Write out each entry, exactly the way it appears.

-------- Task inputs --------

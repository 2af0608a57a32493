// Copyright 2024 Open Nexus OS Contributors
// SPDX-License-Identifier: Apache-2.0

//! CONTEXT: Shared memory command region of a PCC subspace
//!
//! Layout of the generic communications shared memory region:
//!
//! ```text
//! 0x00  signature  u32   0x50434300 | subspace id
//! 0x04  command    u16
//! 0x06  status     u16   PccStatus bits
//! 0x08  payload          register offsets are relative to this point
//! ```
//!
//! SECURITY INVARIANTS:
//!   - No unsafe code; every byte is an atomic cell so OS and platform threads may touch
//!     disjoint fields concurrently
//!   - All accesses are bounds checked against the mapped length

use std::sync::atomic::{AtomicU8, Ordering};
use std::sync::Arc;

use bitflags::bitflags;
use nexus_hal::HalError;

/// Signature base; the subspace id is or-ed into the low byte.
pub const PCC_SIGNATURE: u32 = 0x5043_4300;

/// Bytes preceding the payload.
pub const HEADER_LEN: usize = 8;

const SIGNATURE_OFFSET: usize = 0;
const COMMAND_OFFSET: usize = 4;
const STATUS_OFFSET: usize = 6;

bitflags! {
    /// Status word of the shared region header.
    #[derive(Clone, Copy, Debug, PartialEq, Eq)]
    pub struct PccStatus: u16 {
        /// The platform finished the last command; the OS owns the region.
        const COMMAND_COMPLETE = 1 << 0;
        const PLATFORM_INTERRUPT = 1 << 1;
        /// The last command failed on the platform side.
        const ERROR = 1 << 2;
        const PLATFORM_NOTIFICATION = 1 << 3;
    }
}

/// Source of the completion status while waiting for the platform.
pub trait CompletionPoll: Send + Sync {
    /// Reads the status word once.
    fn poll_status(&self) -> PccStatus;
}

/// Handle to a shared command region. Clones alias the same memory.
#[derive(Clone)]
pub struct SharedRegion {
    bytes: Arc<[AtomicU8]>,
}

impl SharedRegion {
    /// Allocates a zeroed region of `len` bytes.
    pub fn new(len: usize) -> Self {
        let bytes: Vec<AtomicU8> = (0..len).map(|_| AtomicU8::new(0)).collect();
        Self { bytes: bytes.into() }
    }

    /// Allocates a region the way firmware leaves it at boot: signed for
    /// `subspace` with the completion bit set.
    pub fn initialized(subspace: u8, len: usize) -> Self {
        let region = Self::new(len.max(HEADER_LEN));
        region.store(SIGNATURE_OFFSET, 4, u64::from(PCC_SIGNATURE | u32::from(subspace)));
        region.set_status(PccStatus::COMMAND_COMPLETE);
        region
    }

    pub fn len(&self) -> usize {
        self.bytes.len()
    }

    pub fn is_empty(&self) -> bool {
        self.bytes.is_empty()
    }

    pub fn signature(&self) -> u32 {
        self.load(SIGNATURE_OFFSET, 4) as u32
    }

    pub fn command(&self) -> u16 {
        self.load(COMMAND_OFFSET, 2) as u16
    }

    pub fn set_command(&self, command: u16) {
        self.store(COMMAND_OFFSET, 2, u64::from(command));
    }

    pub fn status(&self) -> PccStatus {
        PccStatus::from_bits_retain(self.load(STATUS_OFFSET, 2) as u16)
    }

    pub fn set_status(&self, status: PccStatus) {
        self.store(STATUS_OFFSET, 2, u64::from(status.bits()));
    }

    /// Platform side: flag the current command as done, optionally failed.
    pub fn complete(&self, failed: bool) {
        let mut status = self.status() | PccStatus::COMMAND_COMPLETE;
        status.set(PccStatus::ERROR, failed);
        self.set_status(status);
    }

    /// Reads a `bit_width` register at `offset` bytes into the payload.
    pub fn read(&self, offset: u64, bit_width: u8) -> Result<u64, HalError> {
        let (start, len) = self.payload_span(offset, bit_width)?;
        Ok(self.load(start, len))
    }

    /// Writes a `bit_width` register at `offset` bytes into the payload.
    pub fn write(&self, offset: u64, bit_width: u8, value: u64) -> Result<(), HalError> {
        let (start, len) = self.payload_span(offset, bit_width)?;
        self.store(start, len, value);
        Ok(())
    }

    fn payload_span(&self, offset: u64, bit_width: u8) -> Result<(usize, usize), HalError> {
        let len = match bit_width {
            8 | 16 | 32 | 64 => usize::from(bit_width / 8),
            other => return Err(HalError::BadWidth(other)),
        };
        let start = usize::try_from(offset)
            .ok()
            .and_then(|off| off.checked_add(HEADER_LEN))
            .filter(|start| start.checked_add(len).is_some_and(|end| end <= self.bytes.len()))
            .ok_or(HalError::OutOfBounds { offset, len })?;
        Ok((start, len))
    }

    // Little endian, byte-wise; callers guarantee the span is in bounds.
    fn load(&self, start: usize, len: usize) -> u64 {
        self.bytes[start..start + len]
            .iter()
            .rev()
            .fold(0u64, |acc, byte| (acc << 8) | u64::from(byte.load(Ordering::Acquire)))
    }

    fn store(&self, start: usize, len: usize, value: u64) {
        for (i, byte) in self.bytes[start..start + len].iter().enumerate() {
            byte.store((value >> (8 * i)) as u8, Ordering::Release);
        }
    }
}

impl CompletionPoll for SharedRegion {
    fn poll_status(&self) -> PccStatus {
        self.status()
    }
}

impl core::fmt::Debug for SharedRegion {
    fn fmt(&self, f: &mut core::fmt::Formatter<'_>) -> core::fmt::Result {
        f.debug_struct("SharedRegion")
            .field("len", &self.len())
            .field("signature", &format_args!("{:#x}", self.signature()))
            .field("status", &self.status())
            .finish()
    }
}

--------

* **Result of the exercise**
repository 2af0608a57a32493
// Copyright 2024 Open Nexus OS Contributors
// SPDX-License-Identifier: Apache-2.0

//! CONTEXT: Shared memory command region of a PCC subspace
//!
//! Layout of the generic communications shared memory region:
//!
//! ```text
//! 0x00  signature  u32   0x50434300 | subspace id
//! 0x04  command    u16
//! 0x06  status     u16   PccStatus bits
//! 0x08  payload          register offsets are relative to this point
//! ```
//!
//! SECURITY INVARIANTS:
//!   - No unsafe code; every byte is an atomic cell so OS and platform threads may touch
//!     disjoint fields concurrently
//!   - All accesses are bounds checked against the mapped length

use std::sync::atomic::{AtomicU8, Ordering};
use std::sync::Arc;

use bitflags::bitflags;
use nexus_hal::HalError;

/// Signature base; the subspace id is or-ed into the low byte.
pub const PCC_SIGNATURE: u32 = 0x5043_4300;

/// Bytes preceding the payload.
pub const HEADER_LEN: usize = 8;

const SIGNATURE_OFFSET: usize = 0;
const COMMAND_OFFSET: usize = 4;
const STATUS_OFFSET: usize = 6;

bitflags! {
    /// Status word of the shared region header.
    #[derive(Clone, Copy, Debug, PartialEq, Eq)]
    pub struct PccStatus: u16 {
        /// The platform finished the last command; the OS owns the region.
        const COMMAND_COMPLETE = 1 << 0;
        const PLATFORM_INTERRUPT = 1 << 1;
        /// The last command failed on the platform side.
        const ERROR = 1 << 2;
        const PLATFORM_NOTIFICATION = 1 << 3;
    }
}

/// Source of the completion status while waiting for the platform.
pub trait CompletionPoll: Send + Sync {
    /// Reads the status word once.
    fn poll_status(&self) -> PccStatus;
}

/// Handle to a shared command region. Clones alias the same memory.
#[derive(Clone)]
pub struct SharedRegion {
    bytes: Arc<[AtomicU8]>,
}

impl SharedRegion {
    /// Allocates a zeroed region of `len` bytes.
    pub fn new(len: usize) -> Self {
        let bytes: Vec<AtomicU8> = (0..len).map(|_| AtomicU8::new(0)).collect();
        Self { bytes: bytes.into() }
    }

    /// Allocates a region the way firmware leaves it at boot: signed for
    /// `subspace` with the completion bit set.
    pub fn initialized(subspace: u8, len: usize) -> Self {
        let region = Self::new(len.max(HEADER_LEN));
        region.store(SIGNATURE_OFFSET, 4, u64::from(PCC_SIGNATURE | u32::from(subspace)));
        region.set_status(PccStatus::COMMAND_COMPLETE);
        region
    }

    pub fn len(&self) -> usize {
        self.bytes.len()
    }

    pub fn is_empty(&self) -> bool {
        self.bytes.is_empty()
    }

    pub fn signature(&self) -> u32 {
        self.load(SIGNATURE_OFFSET, 4) as u32
    }

    pub fn command(&self) -> u16 {
        self.load(COMMAND_OFFSET, 2) as u16
    }

    pub fn set_command(&self, command: u16) {
        self.store(COMMAND_OFFSET, 2, u64::from(command));
    }

    pub fn status(&self) -> PccStatus {
        PccStatus::from_bits_retain(self.load(STATUS_OFFSET, 2) as u16)
    }

    pub fn set_status(&self, status: PccStatus) {
        self.store(STATUS_OFFSET, 2, u64::from(status.bits()));
    }

    /// Platform side: flag the current command as done, optionally failed.
    pub fn complete(&self, failed: bool) {
        let mut status = self.status() | PccStatus::COMMAND_COMPLETE;
        status.set(PccStatus::ERROR, failed);
        self.set_status(status);
    }

    /// Reads a `bit_width` register at `offset` bytes into the payload.
    pub fn read(&self, offset: u64, bit_width: u8) -> Result<u64, HalError> {
        let (start, len) = self.payload_span(offset, bit_width)?;
        Ok(self.load(start, len))
    }

    /// Writes a `bit_width` register at `offset` bytes into the payload.
    pub fn write(&self, offset: u64, bit_width: u8, value: u64) -> Result<(), HalError> {
        let (start, len) = self.payload_span(offset, bit_width)?;
        self.store(start, len, value);
        Ok(())
    }

    fn payload_span(&self, offset: u64, bit_width: u8) -> Result<(usize, usize), HalError> {
        let len = match bit_width {
            8 | 16 | 32 | 64 => usize::from(bit_width / 8),
            other => return Err(HalError::BadWidth(other)),
        };
        let start = usize::try_from(offset)
            .ok()
            .and_then(|off| off.checked_add(HEADER_LEN))
            .filter(|start| start.checked_add(len).is_some_and(|end| end <= self.bytes.len()))
            .ok_or(HalError::OutOfBounds { offset, len })?;
        Ok((start, len))
    }

    // Little endian, byte-wise; callers guarantee the span is in bounds.
    fn load(&self, start: usize, len: usize) -> u64 {
        self.bytes[start..start + len]
            .iter()
            .rev()
            .fold(0u64, |acc, byte| (acc << 8) | u64::from(byte.load(Ordering::Acquire)))
    }

    fn store(&self, start: usize, len: usize, value: u64) {
        for (i, byte) in self.bytes[start..start + len].iter().enumerate() {
            byte.store((value >> (8 * i)) as u8, Ordering::Release);
        }
    }
}

impl CompletionPoll for SharedRegion {
    fn poll_status(&self) -> PccStatus {
        self.status()
    }
}

impl core::fmt::Debug for SharedRegion {
    fn fmt(&self, f: &mut core::fmt::Formatter<'_>) -> core::fmt::Result {
        f.debug_struct("SharedRegion")
            .field("len", &self.len())
            .field("signature", &format_args!("{:#x}", self.signature()))
            .field("status", &self.status())
            .finish()
    }
}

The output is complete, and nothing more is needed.